Leave a comment Comments → 7
  1. malcolmkyle says:

    I totally agree—We should continue to save our nation’s children from the deadly disease of marijuana!

    I’m against legalizing marijuana, and not just to save our very precious children, but also because marijuana addiction is a terrible, and often deadly, disease. A panel of US health experts headed by “abort every black baby” Bill Bennet has declared as such, as have many credible-looking websites such as the ONDCP’s.

    I live in a city that is at the center of the deadly marijuana trade, yet I have never been near this dangerous and disgusting stuff. Diseases possess some very evil and inherent form of agency—They can severely infect our dear beloved children.

    Classifying hard marijuana addiction as a very deadly disease does at least acknowledge the horrors that it unleashes on our defenseless children. Unlike the far less-harmful and rightfully-legal-substances: alcohol and tobacco, marijuana totally destroys the pitiful lives of most of it’s disgusting abusers, who surely all wish to injure and maim our defenseless and innocent children.

    For our tiny, cuddly, defenseless, and totally innocent, babies we must not fail to completely rid ourselves of this very evil, rather deadly, and very smelly, green-scourge!

    Now where did I put that bottle?

  2. slarssen says:

    Where are my cigarettes, beer/wine/liquor and prescription meds? Gasp and swoon, I just caught the vapors.

  3. @Malcolm: Have you even tried marijuana, or seen people use it who did not go overboard? Be very careful with considering alcohol and cigarettes less dangerous than marijuana. The long-term physical and mental effects of cannabis are debatable, while they are certain with alcohol, which causes liver failure, esophageal cancer, kidney damage, tooth decay, oral cancers, and a terrible addiction. If you want to disagree with me on this then I can give my life story of growing up with a violent alcoholic.

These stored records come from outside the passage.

//! Command-line interface definitions.

mod args;

pub use args::{BuildArgs, CacheAction, Cli, Commands, PipelineArg};
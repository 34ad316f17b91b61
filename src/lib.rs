//! Incremental-build orchestration and caching core.
//!
//! The crate schedules external bundler invocations, skips them entirely
//! when a content fingerprint matches a cached result, and keeps a
//! watch-debounce-rebuild loop immune to its own build products. Source
//! transformation itself is delegated to a [`compiler::Compiler`]
//! implementation; the CLI ships [`compiler::ExecCompiler`], which shells
//! out to whatever command the project configures.
//!
//! Library entry point is [`orchestrator::Orchestrator`].

pub mod cache;
pub mod cli;
pub mod compiler;
pub mod config;
pub mod diagnostics;
pub mod fingerprint;
pub mod logger;
pub mod orchestrator;
pub mod perf;
pub mod pipeline;
pub mod utils;
pub mod watch;

pub use cache::{BuildCache, CacheStats, CachedBuild};
pub use compiler::{BuildMode, BuildOptions, CompileOutput, Compiler, PostProcessor};
pub use config::Config;
pub use diagnostics::{ErrorKind, ErrorLedger, ErrorStats};
pub use fingerprint::Fingerprint;
pub use orchestrator::{BuildSummary, Orchestrator};
pub use perf::{PerfLedger, Stage};
pub use pipeline::{BuildTask, TaskKind, TaskResult};
pub use watch::{ChangeCallback, ChangeKind};
//! Compile collaborator backed by an external bundler command.
//!
//! The CLI drives real builds through this adapter: each pipeline configures
//! the command to run (esbuild, bun build, a shell script), the outputs it
//! declares, and optionally a metafile the command writes. The metafile is
//! parsed into a [`DependencyManifest`] so subsequent fingerprints become
//! dependency-aware.

use anyhow::{Context, Result, bail};
use rustc_hash::FxHashMap;
use serde::Deserialize;
use std::ffi::{OsStr, OsString};
use std::path::{Path, PathBuf};
use std::process::{Command, Output, Stdio};
use std::time::Instant;

use super::{BuildMode, BuildOptions, CompileOutput, Compiler, DependencyManifest};

/// How to run the external engine for one named task.
#[derive(Debug, Clone)]
pub struct ExecSpec {
    /// Command array, e.g. `["esbuild", "--bundle"]`. Entry files are appended.
    pub command: Vec<String>,
    /// Output files the command declares it will produce.
    pub outputs: Vec<PathBuf>,
    /// JSON metafile the command writes (esbuild `--metafile` layout).
    pub metafile: Option<PathBuf>,
    /// Working directory for the command.
    pub cwd: PathBuf,
}

/// [`Compiler`] implementation that shells out per task.
pub struct ExecCompiler {
    specs: FxHashMap<String, ExecSpec>,
}

impl ExecCompiler {
    pub fn new() -> Self {
        Self {
            specs: FxHashMap::default(),
        }
    }

    /// Register the exec spec for a task name.
    pub fn register(&mut self, task: impl Into<String>, spec: ExecSpec) {
        self.specs.insert(task.into(), spec);
    }
}

impl Default for ExecCompiler {
    fn default() -> Self {
        Self::new()
    }
}

impl Compiler for ExecCompiler {
    fn compile(
        &self,
        task: &str,
        entries: &[PathBuf],
        options: &BuildOptions,
    ) -> Result<CompileOutput> {
        let spec = self
            .specs
            .get(task)
            .with_context(|| format!("no compile command configured for task '{task}'"))?;

        let started = Instant::now();
        let output = Cmd::from_slice(&spec.command)
            .args(entries.iter().map(|p| p.as_os_str()))
            .cwd(&spec.cwd)
            .env("KILN_MODE", mode_label(options.mode))
            .env("KILN_MINIFY", if options.minify { "1" } else { "0" })
            .run()
            .with_context(|| format!("compile command failed to start for task '{task}'"))?;
        let duration = started.elapsed();

        if !output.status.success() {
            let stderr = String::from_utf8_lossy(&output.stderr);
            bail!(
                "compile failed for task '{task}' ({}):\n{}",
                output.status,
                tail_lines(&stderr, 20)
            );
        }

        let manifest = match &spec.metafile {
            Some(path) => read_metafile(path)?,
            None => None,
        };

        Ok(CompileOutput {
            output_paths: spec.outputs.clone(),
            manifest,
            duration,
        })
    }
}

fn mode_label(mode: BuildMode) -> &'static str {
    match mode {
        BuildMode::Development => "development",
        BuildMode::Production => "production",
    }
}

/// Keep only the last `n` lines of diagnostic spew.
fn tail_lines(text: &str, n: usize) -> String {
    let lines: Vec<&str> = text.lines().collect();
    let start = lines.len().saturating_sub(n);
    lines[start..].join("\n")
}

// ============================================================================
// Metafile parsing (esbuild layout)
// ============================================================================

#[derive(Deserialize)]
struct Metafile {
    #[serde(default)]
    inputs: FxHashMap<String, MetafileInput>,
}

#[derive(Deserialize)]
struct MetafileInput {
    #[serde(default)]
    bytes: u64,
    #[serde(default)]
    imports: Vec<MetafileImport>,
}

#[derive(Deserialize)]
#[serde(untagged)]
enum MetafileImport {
    Path(String),
    Record { path: String },
}

impl MetafileImport {
    fn path(&self) -> &str {
        match self {
            Self::Path(p) => p,
            Self::Record { path } => path,
        }
    }
}

/// Read a metafile into a manifest. A missing metafile is not an error:
/// the build simply loses dependency-aware fingerprinting for this round.
fn read_metafile(path: &Path) -> Result<Option<DependencyManifest>> {
    let json = match std::fs::read_to_string(path) {
        Ok(j) => j,
        Err(e) if e.kind() == std::io::ErrorKind::NotFound => {
            crate::debug!("compile"; "metafile missing: {}", path.display());
            return Ok(None);
        }
        Err(e) => return Err(e).with_context(|| format!("reading {}", path.display())),
    };

    let meta: Metafile = serde_json::from_str(&json)
        .with_context(|| format!("invalid metafile: {}", path.display()))?;

    let mut manifest = DependencyManifest::default();
    for (input, info) in meta.inputs {
        let path = PathBuf::from(&input);
        manifest
            .edges
            .insert(path.clone(), info.imports.iter().map(|i| PathBuf::from(i.path())).collect());
        manifest.inputs.insert(path, info.bytes);
    }

    Ok(Some(manifest))
}

// ============================================================================
// Minimal command builder
// ============================================================================

/// Command builder for external process execution.
struct Cmd {
    program: OsString,
    args: Vec<OsString>,
    cwd: Option<PathBuf>,
    envs: Vec<(String, String)>,
}

impl Cmd {
    /// Create from a command array (e.g. `["npx", "esbuild"]`).
    fn from_slice<S: AsRef<OsStr>>(cmd: &[S]) -> Self {
        let mut iter = cmd.iter();
        let program = iter
            .next()
            .map(|s| s.as_ref().to_owned())
            .unwrap_or_default();
        let args: Vec<_> = iter.map(|s| s.as_ref().to_owned()).collect();
        Self {
            program,
            args,
            cwd: None,
            envs: Vec::new(),
        }
    }

    fn args<I, S>(mut self, args: I) -> Self
    where
        I: IntoIterator<Item = S>,
        S: AsRef<OsStr>,
    {
        self.args.extend(args.into_iter().map(|s| s.as_ref().to_owned()));
        self
    }

    fn cwd(mut self, dir: &Path) -> Self {
        self.cwd = Some(dir.to_path_buf());
        self
    }

    fn env(mut self, key: &str, value: &str) -> Self {
        self.envs.push((key.to_string(), value.to_string()));
        self
    }

    fn run(self) -> Result<Output> {
        if self.program.is_empty() {
            bail!("empty compile command");
        }

        let mut command = Command::new(&self.program);
        command
            .args(&self.args)
            .stdout(Stdio::piped())
            .stderr(Stdio::piped());
        if let Some(cwd) = &self.cwd {
            command.current_dir(cwd);
        }
        for (k, v) in &self.envs {
            command.env(k, v);
        }

        command
            .output()
            .with_context(|| format!("spawning {}", self.program.to_string_lossy()))
    }
}

#[cfg(test)]
mod tests {
    use super::*;
    use tempfile::TempDir;

    #[test]
    fn test_metafile_parsing() {
        let dir = TempDir::new().unwrap();
        let meta = dir.path().join("meta.json");
        std::fs::write(
            &meta,
            r#"{"inputs":{"src/app.ts":{"bytes":120,"imports":[{"path":"src/util.ts"}]},"src/util.ts":{"bytes":40,"imports":[]}}}"#,
        )
        .unwrap();

        let manifest = read_metafile(&meta).unwrap().unwrap();
        assert_eq!(manifest.inputs.len(), 2);
        assert_eq!(manifest.inputs[Path::new("src/app.ts")], 120);
        assert_eq!(
            manifest.edges[Path::new("src/app.ts")],
            vec![PathBuf::from("src/util.ts")]
        );
    }

    #[test]
    fn test_metafile_missing_is_none() {
        let manifest = read_metafile(Path::new("/nonexistent/meta.json")).unwrap();
        assert!(manifest.is_none());
    }

    #[test]
    fn test_tail_lines() {
        let text = "a\nb\nc\nd";
        assert_eq!(tail_lines(text, 2), "c\nd");
        assert_eq!(tail_lines(text, 10), text);
    }
}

    Americans deserve a choice. You honestly support draconian policies of restraint and flip-turned information, along with prohibition which wastes millions of dollars annually and prevents freedom from flourishing in the country?

    Most people I know who smoke marijuana leave fine and productive lives. Good jobs, happy spouses and are generally content with things. On the other hand, everyone I know who drinks heavily is horribly depressed, lost their jobs etc. Something being legal does not equal it being good.

    I dislike the use of the term “dope” for marijuana because it is a term more associated with heroin and methamphetamine, both of which are worlds more nasty and destructive than cannabis can ever be. And it certainly is not a “nasty green scourge”. There are far worse things to worry about on the streets. Don’t believe me? Take a walk under any bridge or through any project and observe the zombie-esque people shooting up or smoking with straws and foil.

    As I said, adults deserve a choice. Kids will always find ways to get their hands on anything we withhold from them. They are clever. What we need is not harsh laws, but more parents who do their jobs and instill the correct messages into their kids’ heads. Sometimes, crap happens.

  4. EDIT my previous comment: Not sure if Malcomkyle be trollin or serious.

  5. Lynnwoodfats says:

    This editolial appears in two different palces, so I will comment to both;
    What a load….
    I started smoking weed at 15, I retired at 54, I’m 60 now, my house is paid for. I have enough (legally obtained), money in the bank to last the rest of my life. I have never taken money from the government.
    Quit running around waving your arms like chicken litte, and try to remember that this was supposed to be a free country.

  6. Harry_Anslinger says:

    ‘Fatal flaw’? That pretty much sums up the level of disengenous non-professional juvenile journalism that the TNT can’t seem to rise above.

  7. “Fatal flaw”? The prohibition of Cannabis is a crime against humanity. THERE is your fatal flaw. Whom do you believe, Sir William Brooke O’Shaughnessy or Harry Anslinger?